Each t-value has corresponding p-value attached. This study utilized a p-value of 0.05, meaning any value less than 0.05 was considered significant. These values were also obtained by using Microsoft Office Excel 2010.

  1. RESULTS
  1.          OPTIMISATION OF THE SEEDING DENSITY OF THP-1 CELLS

This project aims at determining whether Topo II and PARP inhibitors induce apoptosis and inhibit cell growth, which is an important step in finding a cure for AML. The first experiments conducted intended to find out the optimal THP-1 cell concentration that does not plateaux and does not lead to a significant number of dead cells. Initially, the seeding densities used were 3×10^5 cells/mL and 4×10^5 cells/mL. Subsequent to plating, the total cell number for both concentrations was calculated every day, using haemocytometers. The cells presented exponential growth, the final total cell number, after 96 hours, being 28 cells/mL for the cells with 3×10^5 cells/mL as their original concentration, and 34.7 cells/mL for those with 4×10^5 cells/mL as their initial seeding density (Figure 2A).

Following the same procedure, the experiment was repeated, this time using replicate wells for both concentrations in order to enable the use of standard deviation. The cells presented exponential growth, reaching values of 16.15×10^5 cells/mL for cells with 3×10^5 cells/mL as their initial seeding density, and 17.425×10^5 cells/mL for those with 4×10^5 cells/mL (Figure 2B).

The experiment was repeated, using 2.5×10^5 cells/mL and 3.5×10^5 cells/mL as initial seeding densities. Furthermore, besides counting the total cell number, the number of dead cells was noted too. The cells plated with the 3.5×10^5 cells/mL concentration showed a decline in the total number of cells after 24 hours, followed by continuous growth over the next 48 hours, reaching 6.125×10^5 cells/mL at the 96 hours mark. The cells plated at the 2.5×10^5 cells/mL concentration presented exponential growth over the entire period of 72 hours, the final cell number being 4.5875×10^5 cells/mL (Figure 2C). Both cases displayed a continuous increase in the percentages of their dead cells over the entire period (Figure 2C).
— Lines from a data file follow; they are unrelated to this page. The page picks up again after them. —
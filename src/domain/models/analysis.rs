//! Structured per-turn signals produced by the external analysis step.
//!
//! The analysis arrives from a collaborator the engine does not control, so
//! parsing is deliberately forgiving: every field has a neutral default and a
//! malformed field degrades to that default on its own without discarding
//! the rest of the record.

use serde::{Deserialize, Serialize};
use serde_json::{Map, Value};
use tracing::{debug, warn};

use super::conversation::ScoreDelta;
use super::phase::ConstraintCategory;

/// Highest analysis schema version this build understands.
pub const ANALYSIS_SCHEMA_VERSION: u32 = 1;

/// Signals derived from the user's latest message.
#[derive(Debug, Clone, PartialEq, Serialize, Deserialize)]
#[serde(default)]
pub struct UnifiedAnalysis {
    pub schema_version: u32,
    pub low_effort: bool,
    pub rejects_hypothesis: bool,
    pub affirms_hypothesis: bool,
    pub tactical_question: bool,
    pub clarity_delta: f64,
    pub confidence_delta: f64,
    pub capacity_delta: f64,
    pub blockers: Vec<String>,
    /// Category implied by the complaint in this message.
    pub surface_category: Option<ConstraintCategory>,
    /// Deeper constraint the user expressed, if any.
    pub root_signal: Option<ConstraintCategory>,
    /// The analyzer's best current guess at the diagnosis.
    pub suggested_category: Option<ConstraintCategory>,
    pub financial_constraint: bool,
    pub ready_to_act: bool,
    pub commits_to_action: bool,
}

impl Default for UnifiedAnalysis {
    fn default() -> Self {
        Self {
            schema_version: ANALYSIS_SCHEMA_VERSION,
            low_effort: false,
            rejects_hypothesis: false,
            affirms_hypothesis: false,
            tactical_question: false,
            clarity_delta: 0.0,
            confidence_delta: 0.0,
            capacity_delta: 0.0,
            blockers: Vec::new(),
            surface_category: None,
            root_signal: None,
            suggested_category: None,
            financial_constraint: false,
            ready_to_act: false,
            commits_to_action: false,
        }
    }
}

impl UnifiedAnalysis {
    /// "No signal": used whenever analysis is missing or unusable.
    pub fn neutral() -> Self {
        Self::default()
    }

    /// Parse a JSON document, falling back to neutral if it is not JSON.
    pub fn from_json_str(raw: &str) -> Self {
        match serde_json::from_str::<Value>(raw) {
            Ok(value) => Self::from_value(&value),
            Err(e) => {
                warn!(error = %e, "analysis payload is not valid JSON; using neutral signals");
                Self::neutral()
            }
        }
    }

    /// Read whatever fields are usable from an arbitrary JSON value.
    pub fn from_value(value: &Value) -> Self {
        let Some(obj) = value.as_object() else {
            warn!("analysis payload is not an object; using neutral signals");
            return Self::neutral();
        };

        let schema_version = read_u32(obj, "schema_version").unwrap_or(ANALYSIS_SCHEMA_VERSION);
        if schema_version > ANALYSIS_SCHEMA_VERSION {
            warn!(
                schema_version,
                supported = ANALYSIS_SCHEMA_VERSION,
                "analysis schema is newer than supported; reading known fields only"
            );
        }

        let analysis = Self {
            schema_version,
            low_effort: read_bool(obj, "low_effort"),
            rejects_hypothesis: read_bool(obj, "rejects_hypothesis"),
            affirms_hypothesis: read_bool(obj, "affirms_hypothesis"),
            tactical_question: read_bool(obj, "tactical_question"),
            clarity_delta: read_f64(obj, "clarity_delta"),
            confidence_delta: read_f64(obj, "confidence_delta"),
            capacity_delta: read_f64(obj, "capacity_delta"),
            blockers: read_blockers(obj),
            surface_category: read_category(obj, "surface_category"),
            root_signal: read_category(obj, "root_signal"),
            suggested_category: read_category(obj, "suggested_category"),
            financial_constraint: read_bool(obj, "financial_constraint"),
            ready_to_act: read_bool(obj, "ready_to_act"),
            commits_to_action: read_bool(obj, "commits_to_action"),
        };

        analysis.sanitized()
    }

    /// Normalize values that parsed but cannot be used as-is.
    ///
    /// Deltas are forced finite and into `[-1, 1]`, blank blockers are
    /// dropped, and a message that both affirms and rejects carries neither
    /// signal.
    pub fn sanitized(&self) -> Self {
        let mut clean = self.clone();
        clean.clarity_delta = clamp_delta(self.clarity_delta);
        clean.confidence_delta = clamp_delta(self.confidence_delta);
        clean.capacity_delta = clamp_delta(self.capacity_delta);
        clean.blockers = self
            .blockers
            .iter()
            .map(|b| b.trim().to_string())
            .filter(|b| !b.is_empty())
            .collect();
        if clean.affirms_hypothesis && clean.rejects_hypothesis {
            debug!("analysis both affirms and rejects the hypothesis; ignoring both");
            clean.affirms_hypothesis = false;
            clean.rejects_hypothesis = false;
        }
        clean
    }

    pub const fn score_delta(&self) -> ScoreDelta {
        ScoreDelta {
            clarity: self.clarity_delta,
            confidence: self.confidence_delta,
            capacity: self.capacity_delta,
        }
    }

    pub fn mentions_blockers(&self) -> bool {
        !self.blockers.is_empty()
    }
}

fn clamp_delta(value: f64) -> f64 {
    if value.is_finite() {
        value.clamp(-1.0, 1.0)
    } else {
        0.0
    }
}

fn read_bool(obj: &Map<String, Value>, key: &str) -> bool {
    match obj.get(key) {
        None | Some(Value::Null) => false,
        Some(Value::Bool(b)) => *b,
        Some(other) => {
            debug!(field = key, value = %other, "non-boolean analysis field treated as false");
            false
        }
    }
}

fn read_f64(obj: &Map<String, Value>, key: &str) -> f64 {
    match obj.get(key) {
        None | Some(Value::Null) => 0.0,
        Some(Value::Number(n)) => n.as_f64().unwrap_or(0.0),
        Some(Value::String(s)) => s.trim().parse().unwrap_or(0.0),
        Some(other) => {
            debug!(field = key, value = %other, "non-numeric analysis field treated as 0");
            0.0
        }
    }
}

fn read_u32(obj: &Map<String, Value>, key: &str) -> Option<u32> {
    obj.get(key)
        .and_then(Value::as_u64)
        .and_then(|v| u32::try_from(v).ok())
}

fn read_category(obj: &Map<String, Value>, key: &str) -> Option<ConstraintCategory> {
    let raw = obj.get(key)?.as_str()?;
    match raw.parse() {
        Ok(category) => Some(category),
        Err(e) => {
            debug!(field = key, error = %e, "unrecognized category ignored");
            None
        }
    }
}

fn read_blockers(obj: &Map<String, Value>) -> Vec<String> {
    match obj.get("blockers") {
        Some(Value::Array(items)) => items
            .iter()
            .filter_map(Value::as_str)
            .map(str::to_string)
            .collect(),
        Some(Value::String(single)) => vec![single.clone()],
        _ => Vec::new(),
    }
}

#[cfg(test)]
mod tests {
    use super::*;
    use serde_json::json;

    #[test]
    fn test_missing_fields_default_to_neutral() {
        let analysis = UnifiedAnalysis::from_value(&json!({}));
        assert_eq!(analysis, UnifiedAnalysis::neutral());
    }

    #[test]
    fn test_mistyped_fields_degrade_individually() {
        let analysis = UnifiedAnalysis::from_value(&json!({
            "low_effort": "yes",
            "tactical_question": true,
            "clarity_delta": "0.2",
            "confidence_delta": {"nested": 1},
            "surface_category": "finance",
            "root_signal": "strategy",
            "blockers": ["time", 42, "  "],
        }));

        assert!(!analysis.low_effort);
        assert!(analysis.tactical_question);
        assert!((analysis.clarity_delta - 0.2).abs() < f64::EPSILON);
        assert!(analysis.confidence_delta.abs() < f64::EPSILON);
        assert_eq!(analysis.surface_category, None);
        assert_eq!(analysis.root_signal, Some(ConstraintCategory::Strategy));
        assert_eq!(analysis.blockers, vec!["time".to_string()]);
    }

    #[test]
    fn test_non_object_and_invalid_json_are_neutral() {
        assert_eq!(
            UnifiedAnalysis::from_value(&json!([1, 2, 3])),
            UnifiedAnalysis::neutral()
        );
        assert_eq!(
            UnifiedAnalysis::from_json_str("{not json"),
            UnifiedAnalysis::neutral()
        );
    }

    #[test]
    fn test_deltas_are_clamped() {
        let analysis = UnifiedAnalysis::from_value(&json!({
            "clarity_delta": 4.0,
            "capacity_delta": -9.5,
        }));
        assert!((analysis.clarity_delta - 1.0).abs() < f64::EPSILON);
        assert!((analysis.capacity_delta + 1.0).abs() < f64::EPSILON);
    }

    #[test]
    fn test_contradictory_hypothesis_signals_cancel() {
        let analysis = UnifiedAnalysis {
            affirms_hypothesis: true,
            rejects_hypothesis: true,
            ..Default::default()
        }
        .sanitized();
        assert!(!analysis.affirms_hypothesis);
        assert!(!analysis.rejects_hypothesis);
    }

    #[test]
    fn test_newer_schema_still_reads_known_fields() {
        let analysis = UnifiedAnalysis::from_value(&json!({
            "schema_version": 3,
            "rejects_hypothesis": true,
            "sentiment": "frustrated",
        }));
        assert_eq!(analysis.schema_version, 3);
        assert!(analysis.rejects_hypothesis);
    }

    #[test]
    fn test_single_string_blocker_accepted() {
        let analysis = UnifiedAnalysis::from_value(&json!({"blockers": "cash flow"}));
        assert_eq!(analysis.blockers, vec!["cash flow".to_string()]);
        assert!(analysis.mentions_blockers());
    }
}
The final seeding density of the THP-1 cells that was used all throughout the project was 2.5×10^5 cells/mL.

(A)

**

*

*

(B)

*

(C)

Figure 2: Cell counts of 3×10^5 and 4×10^5 cell concentrations over 96 hours (A) and the cell counts of the same concentrations and their replicas (B). After being seeded, the cells were counted daily under light microscopy, using haemocytometers. Cell counts of 2.5×10^5 cells/mL and 3.5×10^5 cells/mL showing both the total number of cells and the number of dead cells (C). Data are the mean +/- SD of two experiments. *P<0.05 was considered significant.

  1.          ASSESSING THE TOXICITY OF DMSO* 

During this experiment, the toxicity of DMSO was tested in order to find the optimal concentration that is not too harmful for the THP-1 cells. DMSO represents an organic solvent that was applied before adding any of the inhibitors in order to dissolve them. For testing different concentrations of DMSO, 4 dilutions were made: 1:1000, 1:400, 1:200, and 1:100.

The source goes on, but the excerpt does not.